Let us start with a simple case where the range of the uniform random variable starts at 0 and extends up to some n.

So there is a total of n plus 1 possible values, each one of them having the same probability– 1 over n plus 1.

We calculate the variance using the alternative formula.

And let us start with the first term.

What is it? We use the expected value rule, and we argue that with probability 1 over n plus 1, the random variable X squared takes the value 0 squared, with the same probability, takes the value 1 squared.

With the same probability, it takes the value 2 squared, and so on, all of the way up to n squared.

And then there’s the next term.

The expected value of the uniform is the midpoint of the distribution by symmetry.

So it’s n over 2, and we take the square of that.

Now to make progress here, we need to evaluate this sum.

Fortunately, this has been done by others.

And it turns out to be equal to 1 over 6 n, n plus 1 times 2n plus 1.

This formula can be proved by induction, but we will just take it for granted.

Using this formula, and after a little bit of simple algebra and after we simplify, we obtain a final answer, which is of the form 1 over 12 n times n plus 2.

How about the variance of a more general uniform random variable?
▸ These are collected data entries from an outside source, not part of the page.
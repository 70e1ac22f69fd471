mod loader;
mod positions;
mod record;
pub mod sqlite;

pub use loader::{Batch, BatchLoader};
pub use positions::PositionSet;
pub use record::{BOARD_CELLS, PositionRecord, RecordErr, check_masks};
pub use sqlite::Schema;
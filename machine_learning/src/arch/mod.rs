pub mod activations;
pub mod layers;
pub mod loss;
mod model;
mod sequential;

pub use model::Model;
pub use sequential::Sequential;
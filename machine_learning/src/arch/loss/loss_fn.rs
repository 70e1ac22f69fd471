use ndarray::{Array2, ArrayView2};

use crate::specs::LossFnSpec;

/// A differentiable measure of the distance between a prediction and its target.
pub trait LossFn: Send {
    /// The mean loss over every element of the batch.
    fn loss(&self, y_pred: ArrayView2<f32>, y: ArrayView2<f32>) -> f32;

    /// The derivative of `loss` with respect to each element of `y_pred`.
    fn loss_prime(&self, y_pred: ArrayView2<f32>, y: ArrayView2<f32>) -> Array2<f32>;

    /// Returns the specification this loss function can be rebuilt from.
    fn spec(&self) -> LossFnSpec;
}

impl<T: LossFn + ?Sized> LossFn for Box<T> {
    fn loss(&self, y_pred: ArrayView2<f32>, y: ArrayView2<f32>) -> f32 {
        (**self).loss(y_pred, y)
    }

    fn loss_prime(&self, y_pred: ArrayView2<f32>, y: ArrayView2<f32>) -> Array2<f32> {
        (**self).loss_prime(y_pred, y)
    }

    fn spec(&self) -> LossFnSpec {
        (**self).spec()
    }
}
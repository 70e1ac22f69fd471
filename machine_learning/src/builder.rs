use crate::{
    arch::loss::{LossFn, Mae, Mse},
    optimization::{Adam, GradientDescent, GradientDescentWithMomentum, Optimizer},
    specs::{LossFnSpec, OptimizerSpec},
};

/// Builds the trait objects described by the serializable specs.
#[derive(Default)]
pub struct Builder;

impl Builder {
    /// Creates a new `Builder`.
    pub fn new() -> Self {
        Self
    }

    /// Builds a fresh optimizer following a spec.
    ///
    /// # Arguments
    /// * `spec` - The specification for the optimizer.
    /// * `len` - The amount of parameters the optimizer will update.
    pub fn optimizer(&self, spec: OptimizerSpec, len: usize) -> Box<dyn Optimizer> {
        match spec {
            OptimizerSpec::Adam {
                learning_rate,
                beta1,
                beta2,
                epsilon,
            } => Box::new(Adam::new(len, learning_rate, beta1, beta2, epsilon)),
            OptimizerSpec::GradientDescent { learning_rate } => {
                Box::new(GradientDescent::new(learning_rate))
            }
            OptimizerSpec::GradientDescentWithMomentum {
                learning_rate,
                momentum,
            } => Box::new(GradientDescentWithMomentum::new(len, learning_rate, momentum)),
        }
    }

    /// Builds the loss function following a spec.
    pub fn loss_fn(&self, spec: LossFnSpec) -> Box<dyn LossFn> {
        match spec {
            LossFnSpec::Mse => Box::new(Mse::new()),
            LossFnSpec::Mae => Box::new(Mae::new()),
        }
    }
}
use log::debug;
use ndarray::Array2;
use rayon::{ThreadPool, ThreadPoolBuilder, prelude::*};

use super::PositionSet;
use crate::{NnueErr, Result, features::FeatureEncoder};

/// An encoded batch ready to be fed to the network.
#[derive(Debug, Clone)]
pub struct Batch {
    /// `N x encoder.width()` features.
    pub x: Array2<f32>,
    /// `N x 1` targets.
    pub y: Array2<f32>,
    pub labels: Vec<i64>,
}

/// Encodes batches on a bounded pool of threads and hands them back in order.
///
/// The pool only reads the dataset. Batches are encoded a window of `prefetch` batches at a
/// time and the caller consumes each window on its own thread, in the order given.
pub struct BatchLoader {
    pool: ThreadPool,
    encoder: FeatureEncoder,
    batch_size: usize,
    prefetch: usize,
}

impl BatchLoader {
    /// Creates a new `BatchLoader`.
    ///
    /// # Arguments
    /// * `encoder` - Turns positions into features.
    /// * `batch_size` - The maximum amount of positions per batch.
    /// * `prefetch` - The amount of batches encoded at once.
    /// * `workers` - The threads of the pool.
    pub fn new(
        encoder: FeatureEncoder,
        batch_size: usize,
        prefetch: usize,
        workers: usize,
    ) -> Result<Self> {
        if batch_size == 0 || prefetch == 0 || workers == 0 {
            return Err(NnueErr::InvalidConfig(
                "batch_size, prefetch and workers must be > 0".into(),
            ));
        }

        let pool = ThreadPoolBuilder::new()
            .num_threads(workers)
            .thread_name(|i| format!("batch-loader-{i}"))
            .build()?;

        debug!("batch loader ready with {workers} workers");

        Ok(Self {
            pool,
            encoder,
            batch_size,
            prefetch,
        })
    }

    #[inline]
    pub fn encoder(&self) -> &FeatureEncoder {
        &self.encoder
    }

    /// Encodes a single batch out of the given rows.
    pub fn encode(&self, set: &PositionSet, rows: &[usize]) -> Result<Batch> {
        let x = self.encoder.encode_rows(set, rows)?;
        let labels: Vec<i64> = rows.iter().map(|&row| set.labels()[row]).collect();
        let y = Array2::from_shape_fn((labels.len(), 1), |(i, _)| labels[i] as f32);

        Ok(Batch { x, y, labels })
    }

    /// Walks `order` batch by batch.
    ///
    /// # Arguments
    /// * `set` - The positions.
    /// * `order` - The rows to visit, each batch takes the next `batch_size` of them.
    /// * `f` - Called with every batch, in order. An error stops the pass.
    ///
    /// # Returns
    /// The first encoding error or error returned by `f`.
    pub fn for_each<F>(&self, set: &PositionSet, order: &[usize], mut f: F) -> Result<()>
    where
        F: FnMut(Batch) -> Result<()>,
    {
        let chunks: Vec<&[usize]> = order.chunks(self.batch_size).collect();

        for window in chunks.chunks(self.prefetch) {
            let batches = self.pool.install(|| {
                window
                    .par_iter()
                    .map(|rows| self.encode(set, rows))
                    .collect::<Result<Vec<_>>>()
            })?;

            for batch in batches {
                f(batch)?;
            }
        }

        Ok(())
    }
}

#[cfg(test)]
mod tests {
    use super::*;
    use crate::data::PositionRecord;

    fn set(n: usize) -> PositionSet {
        PositionSet::from_records((0..n).map(|i| PositionRecord {
            history: None,
            player0_mask: 1 << (i % 48),
            player1_mask: 0,
            side_to_move: 1,
            move_count: 1,
            label: i as i64,
        }))
        .unwrap()
    }

    #[test]
    fn every_row_is_visited_once_in_order() {
        let set = set(23);
        let loader = BatchLoader::new(FeatureEncoder::default(), 4, 2, 3).unwrap();
        let order: Vec<usize> = (0..23).rev().collect();

        let mut seen = Vec::new();
        let mut sizes = Vec::new();
        loader
            .for_each(&set, &order, |batch| {
                sizes.push(batch.x.nrows());
                assert_eq!(batch.y.dim(), (batch.labels.len(), 1));
                seen.extend(batch.labels);
                Ok(())
            })
            .unwrap();

        let expected: Vec<i64> = order.iter().map(|&i| i as i64).collect();
        assert_eq!(seen, expected);
        assert_eq!(sizes, [4, 4, 4, 4, 4, 3]);
    }

    #[test]
    fn errors_from_the_callback_stop_the_pass() {
        let set = set(10);
        let loader = BatchLoader::new(FeatureEncoder::default(), 2, 8, 2).unwrap();
        let order: Vec<usize> = (0..10).collect();

        let mut calls = 0;
        let res = loader.for_each(&set, &order, |_| {
            calls += 1;
            Err(NnueErr::InvalidConfig("stop".into()))
        });

        assert!(res.is_err());
        assert_eq!(calls, 1);
    }

    #[test]
    fn out_of_range_rows_fail() {
        let set = set(2);
        let loader = BatchLoader::new(FeatureEncoder::default(), 2, 1, 1).unwrap();

        assert!(loader.for_each(&set, &[0, 5], |_| Ok(())).is_err());
    }

    #[test]
    fn zero_sizes_are_rejected() {
        assert!(BatchLoader::new(FeatureEncoder::default(), 0, 1, 1).is_err());
    }
}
So suppose we have a uniform random variable whose range is from a to b.

How is this PMF related to the one that we already studied? First, let us assume that n is chosen so that it is equal to b minus a.
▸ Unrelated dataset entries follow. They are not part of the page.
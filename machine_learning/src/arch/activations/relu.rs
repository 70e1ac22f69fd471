/// Rectified linear unit: zero for negative inputs, identity otherwise.
#[derive(Clone, Copy, Debug, Default)]
pub struct Relu;

impl Relu {
    pub fn new() -> Self {
        Self
    }

    pub fn f(&self, z: f32) -> f32 {
        z.max(0.)
    }

    /// The derivative at `0` is taken as `0`.
    pub fn df(&self, z: f32) -> f32 {
        if z > 0. { 1. } else { 0. }
    }
}
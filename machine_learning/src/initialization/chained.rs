use super::ParamGen;

/// Draws from a sequence of parameter generators, moving to the next one once the current one
/// is exhausted.
///
/// A network is usually initialized with one chain link per tensor: a random generator for the
/// weights of each layer followed by a constant one for its biases.
pub struct ChainedParamGen {
    param_gens: Vec<Box<dyn ParamGen>>,
    curr: usize,
}

impl ChainedParamGen {
    /// Creates a new `ChainedParamGen` parameter generator.
    ///
    /// # Arguments
    /// * `param_gens` - The generators, in the order their values should come out.
    pub fn new(param_gens: Vec<Box<dyn ParamGen>>) -> Self {
        Self {
            param_gens,
            curr: 0,
        }
    }
}

impl ParamGen for ChainedParamGen {
    fn sample(&mut self, n: usize) -> Option<Vec<f32>> {
        let mut out = Vec::with_capacity(n);

        while out.len() < n {
            let Some(param_gen) = self.param_gens.get_mut(self.curr) else {
                break;
            };

            match param_gen.sample(n - out.len()) {
                Some(values) if !values.is_empty() => out.extend(values),
                _ => self.curr += 1,
            }
        }

        (!out.is_empty() || n == 0).then_some(out)
    }
}
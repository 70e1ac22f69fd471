use super::{Optimizer, optimizer::check_len};
use crate::{Result, specs::OptimizerSpec};

/// Gradient descent optimization algorithm.
#[derive(Debug)]
pub struct GradientDescent {
    learning_rate: f32,
}

impl GradientDescent {
    /// Creates a new `GradientDescent` optimizer.
    ///
    /// # Arguments
    /// * `learning_rate` - The small coefficient that modulates the amount of training per update.
    ///
    /// # Returns
    /// A new `GradientDescent` instance.
    pub fn new(learning_rate: f32) -> Self {
        Self { learning_rate }
    }
}

impl Optimizer for GradientDescent {
    /// Makes a step in the opposite direction of the gradient, with a length of `learning_rate`.
    fn update_params(&mut self, grad: &[f32], params: &mut [f32]) -> Result<()> {
        check_len("gradient", grad.len(), params.len())?;

        let lr = self.learning_rate;

        for (p, g) in params.iter_mut().zip(grad) {
            *p -= lr * g;
        }

        Ok(())
    }

    fn spec(&self) -> OptimizerSpec {
        OptimizerSpec::GradientDescent {
            learning_rate: self.learning_rate,
        }
    }
}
So in that case, the difference between the last and the first value of the random variable is the same as the difference between the last and the first possible value in this PMF.

So both PMFs have the same number of terms.

They have exactly the same shape.

The only difference is that the second PMF is shifted away from 0, and it starts at a instead of starting at 0.

Now what does shifting a PMF correspond to? It essentially amounts to taking a random variable– let’s say, with this PMF– and adding a constant to that random variable.

So if the original random variable takes the value of 0, the new random variable takes the value of a.

If the original takes the value of 1, this new random variable takes the value of a plus 1, and so on.

So this shifted PMF is the PMF associated to a random variable equal to the original random variable plus a constant.

But we know that adding a constant does not change the variance.

Therefore, the variance of this PMF is going to be the same as the variance of the original PMF, as long as we make the correspondence that n is equal to b minus a.

So doing this substitution in the formula that we derived earlier, we obtain 1 over 12 b minus a times b minus a plus 2.